Todos esperaban con ansia el amanecer del séptimo año solar doble. Al acercarse el momento, todos los telescopios que había en la botella se dirigieron hacia la ventana que daba al este o hacia el reloj; y una vez que el acontecimiento hubo tenido lugar y mientras se preparaban los cálculos, las muchedumbres esperaron afuera de las casas de los astrónomos, algunos rezando, otros haciendo irreverentes apuestas sobre el resultado. Éste no fue concluyente. El reloj y el sol no tenían ninguna relación precisa de concordancia; a los fieles más ardientes les fue imposible proclamar su triunfo. Mas la discrepancia era pequeña; y el más firme de los librepensadores fue consciente de la existencia de una duda íntima.

En El Relojero revelado en todas sus obras, El Relojero reivindicado y La verdadera ciencia relojerosa exhibida y justificada, los piadosos buscaron disimular su desilusión; en obras de distinta naturaleza, los librepensadores magnificaron su victoria. Conforme pasaban las horas y una generación sucedía a otra, todos percibieron que la fe había sido sacudida. La creencia en un Relojero decayó de forma estable; y pronto el reloj mismo, con sus movimientos disminuidos y su regularidad irregular, se convirtió en un tema de burla para los bromistas.

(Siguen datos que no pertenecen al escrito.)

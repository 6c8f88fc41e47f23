use std::sync::{Arc, Mutex, MutexGuard, PoisonError};

use crate::error::{ConfigError, Result};
use crate::settings::{DefaultValue, SETTINGS, SettingDef, SettingRef};
use crate::value::{ConfigEntry, ConfigValue};

/// Memoized values of every recognized setting, behind one mutex.
///
/// Each read or write is its own short critical section. Nothing but the
/// assignment itself (and the release of the replaced string) runs under the
/// lock; values are always produced before it is taken.
pub struct ConfigTable {
    settings: &'static [SettingDef],
    entries: Mutex<Vec<ConfigEntry<ConfigValue>>>,
}

impl ConfigTable {
    /// A table over the default catalogue, with every entry unset.
    pub fn new() -> Self {
        Self::with_settings(&SETTINGS)
    }

    pub fn with_settings(settings: &'static [SettingDef]) -> Self {
        let entries = settings
            .iter()
            .map(|def| ConfigEntry::unset(ConfigValue::zero(def.kind())))
            .collect();
        Self {
            settings,
            entries: Mutex::new(entries),
        }
    }

    pub fn settings(&self) -> &'static [SettingDef] {
        self.settings
    }

    pub fn def<S: SettingRef>(&self, setting: S) -> Option<&'static SettingDef> {
        setting.slot(self.settings).map(|slot| &self.settings[slot])
    }

    /// Copies out the value and the "is set" flag of one entry.
    ///
    /// Returns `None` only when `setting` does not name a slot of this table.
    pub fn get<S: SettingRef>(&self, setting: S) -> Option<ConfigEntry<ConfigValue>> {
        let slot = setting.slot(self.settings)?;
        let entries = self.lock();
        Some(entries[slot].clone())
    }

    /// Stores `value` and marks the entry as set.
    pub fn set<S: SettingRef>(&self, setting: S, value: ConfigValue) -> Result<()> {
        let slot = self.resolve(&setting)?;
        self.update_with(slot, |_| Ok(value))
    }

    /// Replaces one entry with the value produced by `produce`.
    ///
    /// `produce` runs before the lock is taken. If it fails the entry is left
    /// exactly as it was. The previous value is released while the lock is
    /// still held.
    pub fn update_with<F>(&self, slot: usize, produce: F) -> Result<()>
    where
        F: FnOnce(&'static SettingDef) -> Result<ConfigValue>,
    {
        let def = self
            .settings
            .get(slot)
            .ok_or_else(|| ConfigError::UnknownSetting(format!("slot {slot}")))?;
        let value = produce(def)?;
        if value.kind() != def.kind() {
            return Err(ConfigError::KindMismatch {
                setting: def.getter,
                expected: def.kind(),
                found: value.kind(),
            });
        }

        let mut entries = self.lock();
        let entry = &mut entries[slot];
        let previous = std::mem::replace(&mut entry.value, value);
        entry.is_set = true;
        drop(previous);
        drop(entries);
        Ok(())
    }

    /// Current string value, or the compiled-in default while unset.
    pub fn string<S: SettingRef>(&self, setting: S) -> Option<Arc<str>> {
        match self.effective(setting)? {
            ConfigValue::Str(s) => Some(s),
            _ => None,
        }
    }

    /// Current integer value, or the compiled-in default while unset.
    pub fn int<S: SettingRef>(&self, setting: S) -> Option<i64> {
        self.effective(setting)?.as_int()
    }

    /// Current boolean value, or the compiled-in default while unset.
    pub fn boolean<S: SettingRef>(&self, setting: S) -> Option<bool> {
        self.effective(setting)?.as_bool()
    }

    /// Copies every entry out under a single lock acquisition.
    pub fn snapshot(&self) -> Vec<(&'static SettingDef, ConfigEntry<ConfigValue>)> {
        let entries = self.lock().clone();
        self.settings.iter().zip(entries).collect()
    }

    fn effective<S: SettingRef>(&self, setting: S) -> Option<ConfigValue> {
        let slot = setting.slot(self.settings)?;
        let entry = self.get(slot)?;
        if entry.is_set {
            Some(entry.value)
        } else {
            Some(default_value(&self.settings[slot].default))
        }
    }

    fn resolve<S: SettingRef>(&self, setting: &S) -> Result<usize> {
        setting
            .slot(self.settings)
            .ok_or_else(|| ConfigError::UnknownSetting("setting is not part of this table".into()))
    }

    // Writers never leave an entry half-updated, so a poisoned lock still
    // guards consistent data.
    fn lock(&self) -> MutexGuard<'_, Vec<ConfigEntry<ConfigValue>>> {
        self.entries.lock().unwrap_or_else(PoisonError::into_inner)
    }

    #[cfg(test)]
    pub(crate) fn is_locked(&self) -> bool {
        matches!(
            self.entries.try_lock(),
            Err(std::sync::TryLockError::WouldBlock)
        )
    }
}

impl Default for ConfigTable {
    fn default() -> Self {
        Self::new()
    }
}

fn default_value(default: &DefaultValue) -> ConfigValue {
    ConfigValue::from(*default)
}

En medio de todo esto, se vio abrirse el espacio amarillo y oblongo de la pared que daba al norte y el relojero entró y procedió a darle cuerda al reloj.

El cambio fue total; los animálculos de todas las edades y condiciones sociales se apiñaron en los lugares de culto; la garrafa retumbó con salmos; y, de un extremo a otro de la botella, no hubo ninguna criatura consciente que no hubiese sacrificado todo lo que poseía con tal de prestarle un servicio al relojero.

Cuando acabó de darle cuerda al reloj, el relojero divisó la garrafa; y como tenía sed por haber tomado cerveza la noche anterior, la apuró hasta las heces. Después, por espacio de tres semanas, yació en cama, enfermo; y el médico que lo atendía mandó sanear todo el suministro de agua de esa parte de la ciudad.